The winter quarters seminar are coordinated by assistant professor Rachel Vannette; Extension apiculturist Elina Lastro Niño and Ph.D student Brendon Boudinot.
- Author: Kathy Keatley Garvey
Spring doesn't "spring" on the University of California, Davis campus. Sometimes it skitters, scampers and scoots.
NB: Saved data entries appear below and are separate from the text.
//! Applies realtime change events to the cache.
//!
//! Every event is checked against the dedup store first, so a redelivered
//! event is handled at most once. Count changes go through
//! `apply_stream_change`, which holds them back while the summary is frozen.
//! Unusable payloads are dropped and logged, never surfaced.

use crate::cache::HeldChange;
use crate::{DedupStore, InboxCache};
use inbox_types::{ChangeEvent, ChangeEventType};
use parking_lot::Mutex;
use std::sync::Arc;
use tracing::{debug, warn};

/// What happened to an event.
#[derive(Debug, Clone, Copy, PartialEq, Eq)]
pub enum ProcessOutcome {
    Applied,
    Duplicate,
    /// Payload failed validation; the dedup mark was reversed.
    Invalid,
    /// Valid but not for this inbox.
    Ignored,
}

pub struct EventProcessor {
    user_id: String,
    cache: Arc<InboxCache>,
    dedup: Arc<Mutex<DedupStore>>,
}

impl EventProcessor {
    pub fn new(user_id: impl Into<String>, cache: Arc<InboxCache>, dedup: Arc<Mutex<DedupStore>>) -> Self {
        Self {
            user_id: user_id.into(),
            cache,
            dedup,
        }
    }

    pub fn process(&self, event: &ChangeEvent) -> ProcessOutcome {
        let Some(event_id) = event.event_id() else {
            warn!(
                event_type = event.event_type.as_str(),
                "Dropping change event without notification id"
            );
            return ProcessOutcome::Invalid;
        };

        if self.dedup.lock().check_and_mark(&event_id) {
            debug!(event_id = %event_id, "Duplicate change event");
            return ProcessOutcome::Duplicate;
        }

        let outcome = match event.event_type {
            ChangeEventType::Insert => self.on_insert(event, &event_id),
            ChangeEventType::Update => self.on_update(event, &event_id),
            ChangeEventType::Delete => self.on_delete(event),
        };
        debug!(event_id = %event_id, ?outcome, "Change event processed");
        outcome
    }

    fn on_insert(&self, event: &ChangeEvent, event_id: &str) -> ProcessOutcome {
        let notification = match event.parse_record() {
            Ok(notification) => notification,
            Err(e) => {
                self.dedup.lock().remove(event_id);
                warn!(event_id = %event_id, error = %e, "Dropping invalid insert payload");
                return ProcessOutcome::Invalid;
            }
        };
        if notification.user_id != self.user_id {
            return ProcessOutcome::Ignored;
        }
        if self.dedup.lock().mark_notification(&notification.id) {
            debug!(notification_id = %notification.id, "Insert already merged");
            return ProcessOutcome::Duplicate;
        }

        self.cache.update(|state| {
            if state.is_tombstoned(&notification.id) || state.row(&notification.id).is_some() {
                return;
            }
            state.prepend(notification.clone());
            state.apply_stream_change(HeldChange::Insert(notification));
        });
        ProcessOutcome::Applied
    }

    fn on_update(&self, event: &ChangeEvent, event_id: &str) -> ProcessOutcome {
        let notification = match event.parse_record() {
            Ok(notification) => notification,
            Err(e) => {
                self.dedup.lock().remove(event_id);
                warn!(event_id = %event_id, error = %e, "Dropping invalid update payload");
                return ProcessOutcome::Invalid;
            }
        };
        if notification.user_id != self.user_id {
            return ProcessOutcome::Ignored;
        }

        self.cache.update(|state| {
            // The cached row is the best record of what the count already reflects.
            let was_read = state
                .row(&notification.id)
                .map(|row| row.is_read)
                .or_else(|| event.old_is_read());
            let now_read = notification.is_read;

            // Unknown previous state (uncached row, no `is_read` in the old
            // image) leaves the count to the next refresh.
            let delta = match was_read {
                Some(false) if now_read => -1,
                Some(true) if !now_read => 1,
                _ => 0,
            };
            state.replace_row(notification.clone());
            state.apply_stream_change(HeldChange::Update {
                row: notification,
                delta,
            });
        });
        ProcessOutcome::Applied
    }

    fn on_delete(&self, event: &ChangeEvent) -> ProcessOutcome {
        let Some(id) = event.notification_id().map(str::to_string) else {
            return ProcessOutcome::Invalid;
        };
        self.dedup.lock().release_notification(&id);

        self.cache.update(|state| {
            let was_unread = match state.remove_row(&id) {
                Some(removed) => !removed.notification.is_read,
                // Removal already counted by an earlier delete, local or remote.
                None if state.is_tombstoned(&id) || state.is_delete_pending(&id) => false,
                None => event.old_is_read() == Some(false),
            };
            state.tombstone(&id);
            if was_unread {
                state.apply_stream_change(HeldChange::Delete { id, delta: -1 });
            }
        });
        ProcessOutcome::Applied
    }
}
That's in between the cool and warm temperatures that deceive us--and the bees.
Actually, spring won't punch the clock until March 20, but if you stroll around the central campus, you'll see honey bees nectaring on almond, rosemary, and tidy tip blossoms.
And over at the UC Davis Honey and Pollination Center, director Amina Harris is gearing up for the fourth annual UC Davis UC Davis Bee Symposium: Keeping Bees Healthy, set Saturday, March 3 in the UC Davis Conference Room on Alumni Drive.
The all-day event "is designed for beekeepers of all experience levels, including gardeners, farmers and anyone interested in the world of pollination and bees," Harris says. "In addition to our speakers, there will be lobby displays featuring graduate student research posters, the latest in beekeeping equipment, books, honey, plants, and much more."
The event is sponsored by the UC Davis Honey and Pollination Center (located in the Robert Mondavi Institute of Wine and Food Science), and the UC Davis Department of Entomology and Nematology.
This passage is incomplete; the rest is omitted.